With hundreds of films on offer during the Berlinale, followed by press conferences, interviews, planning and of course, coffee, it is inevitable that you cannot possibly screen every film that you would like to see. In the past, I have worked with Culinary Cinema to watch videos of a film in a private office on a small flat screen or I could borrow a DVD and watch it on a laptop. This year I was advised that some films are available on The Cloud. Although the film I needed from the Culinary Cinema was not on The Cloud, I received a press release on another film which indicated it was available to see on The Cloud. Intrigued, I contacted the press agent, sent him my Berlinale press account name and then received an answer that the film was ready to watch. The problem was, no one seemed to know where to find The Cloud. After a lot of running around to different press offices, and being sent back and forth from one to the other without a clear result, I finally asked the lovely young lady who sits in the press computer room monitoring the “15 minutes only” computers. Probably thrilled to leave her perch, she ran around and came back with a web address. At first that address didn’t work, but after another trip into the secret back rooms of the Hyatt press area: success! I could not view the film on my iPad without downloading more software so I waited until I returned home. There I was able to watch Mina Walking (Canada, Afghanistan 2015) on our large, flat screen television. The Cloud is a terrific way to see films as a journalist when press schedules prevent viewing during the festival. Next year I will definitely make better use of the option.
FILM REVIEW: Mina Walking
Yosef Baraka, Canada/Afghanistan
Mina (Farzana Nawabi) is only twelve years old but takes care of her ailing senile grandfather, sells trinkets on the streets to earn money that is demanded by her junkie father, collects scraps of cloth from trash to sew into clothing to learn to be a seamstress and, despite family objections, attends school. Her mother was killed by the Taliban. She lives with her father and grandfather behind a stone wall, in an area with a dirt floor, bare of furniture, no running water and with just a metal door to separate them from the street. Mina collects water, buys food and cooks the meals. She begs for fresh milk. When her grandfather dies, she must ask neighbors and then the local Oman for help to bury him before sunset while her father remains oblivious, completely wasted on heroin. She sews her grandfather’s burial shroud. They take him in a donkey cart to be buried.

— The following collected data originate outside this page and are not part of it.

/// Caretaker model and database operations
///
/// Caretakers are the people who log activities. Each logs in with the
/// family slug, a two-digit login ID and a security PIN.
///
/// # Schema
///
/// ```sql
/// CREATE TYPE caretaker_role AS ENUM ('admin', 'user');
///
/// CREATE TABLE caretakers (
///     id UUID PRIMARY KEY DEFAULT gen_random_uuid(),
///     family_id UUID NOT NULL REFERENCES families(id) ON DELETE CASCADE,
///     login_id VARCHAR(2) NOT NULL,
///     name VARCHAR(100) NOT NULL,
///     caretaker_type VARCHAR(50),
///     role caretaker_role NOT NULL DEFAULT 'user',
///     security_pin_hash VARCHAR(255) NOT NULL,
///     inactive BOOLEAN NOT NULL DEFAULT FALSE,
///     created_at TIMESTAMPTZ NOT NULL DEFAULT NOW(),
///     updated_at TIMESTAMPTZ NOT NULL DEFAULT NOW(),
///     deleted_at TIMESTAMPTZ
/// );
/// -- unique (family_id, login_id) among non-deleted rows
/// ```
///
/// # Roles
///
/// - **admin**: manages caretakers, babies and family settings
/// - **user**: logs activities

use chrono::{DateTime, Utc};
use serde::{Deserialize, Serialize};
use sqlx::PgPool;
use uuid::Uuid;

#[derive(Debug, Clone, Copy, PartialEq, Eq, Serialize, Deserialize, sqlx::Type)]
#[sqlx(type_name = "caretaker_role", rename_all = "lowercase")]
#[serde(rename_all = "lowercase")]
pub enum CaretakerRole {
    Admin,
    User,
}

impl CaretakerRole {
    pub fn as_str(&self) -> &'static str {
        match self {
            CaretakerRole::Admin => "admin",
            CaretakerRole::User => "user",
        }
    }

    pub fn from_str(s: &str) -> Option<Self> {
        match s {
            "admin" => Some(CaretakerRole::Admin),
            "user" => Some(CaretakerRole::User),
            _ => None,
        }
    }
}

#[derive(Debug, Clone, Serialize, Deserialize, sqlx::FromRow)]
pub struct Caretaker {
    pub id: Uuid,
    pub family_id: Uuid,

    /// Two-digit login ID, unique within the family
    pub login_id: String,

    pub name: String,

    /// Free-form relationship label ("Parent", "Nanny", ...)
    pub caretaker_type: Option<String>,

    pub role: CaretakerRole,

    #[serde(skip_serializing, default)]
    pub security_pin_hash: String,

    /// Inactive caretakers cannot log in
    pub inactive: bool,

    pub created_at: DateTime<Utc>,
    pub updated_at: DateTime<Utc>,

    #[serde(skip_serializing_if = "Option::is_none")]
    pub deleted_at: Option<DateTime<Utc>>,
}

impl Caretaker {
    pub fn is_active_admin(&self) -> bool {
        self.role == CaretakerRole::Admin && !self.inactive && self.deleted_at.is_none()
    }
}

#[derive(Debug, Clone)]
pub struct CreateCaretaker {
    pub family_id: Uuid,
    pub login_id: String,
    pub name: String,
    pub caretaker_type: Option<String>,
    pub role: CaretakerRole,
    pub security_pin_hash: String,
}

#[derive(Debug, Clone, Default)]
pub struct UpdateCaretaker {
    pub login_id: Option<String>,
    pub name: Option<String>,
    pub caretaker_type: Option<String>,
    pub role: Option<CaretakerRole>,
    pub security_pin_hash: Option<String>,
    pub inactive: Option<bool>,
}

impl UpdateCaretaker {
    /// Whether applying this update would take `current` out of the admin pool
    pub fn removes_admin(&self, current: &Caretaker) -> bool {
        current.is_active_admin()
            && (self.role == Some(CaretakerRole::User) || self.inactive == Some(true))
    }
}

const COLUMNS: &str = "id, family_id, login_id, name, caretaker_type, role, security_pin_hash, \
    inactive, created_at, updated_at, deleted_at";

impl Caretaker {
    /// # Errors
    ///
    /// A login ID already used in the family surfaces as a unique violation
    /// on `caretakers_family_login_key`.
    pub async fn create(pool: &PgPool, data: CreateCaretaker) -> Result<Self, sqlx::Error> {
        sqlx::query_as::<_, Caretaker>(&format!(
            "INSERT INTO caretakers \
             (family_id, login_id, name, caretaker_type, role, security_pin_hash) \
             VALUES ($1, $2, $3, $4, $5, $6) RETURNING {}",
            COLUMNS
        ))
        .bind(data.family_id)
        .bind(data.login_id)
        .bind(data.name)
        .bind(data.caretaker_type)
        .bind(data.role)
        .bind(data.security_pin_hash)
        .fetch_one(pool)
        .await
    }

    /// Finds a non-deleted caretaker within a family
    pub async fn find_by_id(
        pool: &PgPool,
        family_id: Uuid,
        id: Uuid,
    ) -> Result<Option<Self>, sqlx::Error> {
        sqlx::query_as::<_, Caretaker>(&format!(
            "SELECT {} FROM caretakers WHERE id = $1 AND family_id = $2 AND deleted_at IS NULL",
            COLUMNS
        ))
        .bind(id)
        .bind(family_id)
        .fetch_optional(pool)
        .await
    }

    pub async fn find_by_login_id(
        pool: &PgPool,
        family_id: Uuid,
        login_id: &str,
    ) -> Result<Option<Self>, sqlx::Error> {
        sqlx::query_as::<_, Caretaker>(&format!(
            "SELECT {} FROM caretakers \
             WHERE family_id = $1 AND login_id = $2 AND deleted_at IS NULL",
            COLUMNS
        ))
        .bind(family_id)
        .bind(login_id)
        .fetch_optional(pool)
        .await
    }

    /// Lists non-deleted caretakers ordered by login ID
    pub async fn list_by_family(pool: &PgPool, family_id: Uuid) -> Result<Vec<Self>, sqlx::Error> {
        sqlx::query_as::<_, Caretaker>(&format!(
            "SELECT {} FROM caretakers \
             WHERE family_id = $1 AND deleted_at IS NULL ORDER BY login_id",
            COLUMNS
        ))
        .bind(family_id)
        .fetch_all(pool)
        .await
    }

    /// Counts caretakers able to log in
    pub async fn count_active(pool: &PgPool, family_id: Uuid) -> Result<i64, sqlx::Error> {
        let (count,): (i64,) = sqlx::query_as(
            "SELECT COUNT(*) FROM caretakers \
             WHERE family_id = $1 AND deleted_at IS NULL AND NOT inactive",
        )
        .bind(family_id)
        .fetch_one(pool)
        .await?;

        Ok(count)
    }

    pub async fn count_active_admins(pool: &PgPool, family_id: Uuid) -> Result<i64, sqlx::Error> {
        let (count,): (i64,) = sqlx::query_as(
            "SELECT COUNT(*) FROM caretakers \
             WHERE family_id = $1 AND deleted_at IS NULL AND NOT inactive AND role = 'admin'",
        )
        .bind(family_id)
        .fetch_one(pool)
        .await?;

        Ok(count)
    }

    /// Updates the provided fields only
    pub async fn update(
        pool: &PgPool,
        family_id: Uuid,
        id: Uuid,
        data: UpdateCaretaker,
    ) -> Result<Option<Self>, sqlx::Error> {
        let mut query = String::from("UPDATE caretakers SET updated_at = NOW()");
        let mut bind_count = 2;

        if data.login_id.is_some() {
            bind_count += 1;
            query.push_str(&format!(", login_id = ${}", bind_count));
        }
        if data.name.is_some() {
            bind_count += 1;
            query.push_str(&format!(", name = ${}", bind_count));
        }
        if data.caretaker_type.is_some() {
            bind_count += 1;
            query.push_str(&format!(", caretaker_type = ${}", bind_count));
        }
        if data.role.is_some() {
            bind_count += 1;
            query.push_str(&format!(", role = ${}", bind_count));
        }
        if data.security_pin_hash.is_some() {
            bind_count += 1;
            query.push_str(&format!(", security_pin_hash = ${}", bind_count));
        }
        if data.inactive.is_some() {
            bind_count += 1;
            query.push_str(&format!(", inactive = ${}", bind_count));
        }

        query.push_str(&format!(
            " WHERE id = $1 AND family_id = $2 AND deleted_at IS NULL RETURNING {}",
            COLUMNS
        ));

        let mut q = sqlx::query_as::<_, Caretaker>(&query).bind(id).bind(family_id);

        if let Some(login_id) = data.login_id {
            q = q.bind(login_id);
        }
        if let Some(name) = data.name {
            q = q.bind(name);
        }
        if let Some(caretaker_type) = data.caretaker_type {
            q = q.bind(caretaker_type);
        }
        if let Some(role) = data.role {
            q = q.bind(role);
        }
        if let Some(hash) = data.security_pin_hash {
            q = q.bind(hash);
        }
        if let Some(inactive) = data.inactive {
            q = q.bind(inactive);
        }

        q.fetch_optional(pool).await
    }

    /// Marks a caretaker deleted; the login ID becomes reusable
    pub async fn soft_delete(
        pool: &PgPool,
        family_id: Uuid,
        id: Uuid,
    ) -> Result<bool, sqlx::Error> {
        let result = sqlx::query(
            "UPDATE caretakers SET deleted_at = NOW(), updated_at = NOW() \
             WHERE id = $1 AND family_id = $2 AND deleted_at IS NULL",
        )
        .bind(id)
        .bind(family_id)
        .execute(pool)
        .await?;

        Ok(result.rows_affected() > 0)
    }
}

#[cfg(test)]
mod tests {
    use super::*;

    fn caretaker(role: CaretakerRole, inactive: bool) -> Caretaker {
        Caretaker {
            id: Uuid::new_v4(),
            family_id: Uuid::new_v4(),
            login_id: "01".to_string(),
            name: "Pat".to_string(),
            caretaker_type: Some("Parent".to_string()),
            role,
            security_pin_hash: "$argon2id$hash".to_string(),
            inactive,
            created_at: Utc::now(),
            updated_at: Utc::now(),
            deleted_at: None,
        }
    }

    #[test]
    fn test_role_strings() {
        assert_eq!(CaretakerRole::Admin.as_str(), "admin");
        assert_eq!(CaretakerRole::from_str("user"), Some(CaretakerRole::User));
        assert_eq!(CaretakerRole::from_str("owner"), None);
    }

    #[test]
    fn test_removes_admin() {
        let admin = caretaker(CaretakerRole::Admin, false);

        let demote = UpdateCaretaker {
            role: Some(CaretakerRole::User),
            ..Default::default()
        };
        assert!(demote.removes_admin(&admin));

        let deactivate = UpdateCaretaker {
            inactive: Some(true),
            ..Default::default()
        };
        assert!(deactivate.removes_admin(&admin));

        let rename = UpdateCaretaker {
            name: Some("Sam".to_string()),
            ..Default::default()
        };
        assert!(!rename.removes_admin(&admin));

        let user = caretaker(CaretakerRole::User, false);
        assert!(!demote.removes_admin(&user));
    }

    #[test]
    fn test_serialization_hides_pin() {
        let json = serde_json::to_value(caretaker(CaretakerRole::User, false)).unwrap();
        assert!(json.get("security_pin_hash").is_none());
        assert_eq!(json["role"], "user");
    }
}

After her grandfather dies, her life does not get easier. Mina realizes her father wants to sell her into marriage. She has a fight with her best friend because he also deals drugs. She angers the local drug lord which begins a series of events that end in tragedy. This is the story of a resilient young woman, left to fend for herself like so many more orphans and widows on the streets of Kabul. Shot on location, in a documentary style, the devastation of war and the lack of a working economy are startlingly depicted. (MN)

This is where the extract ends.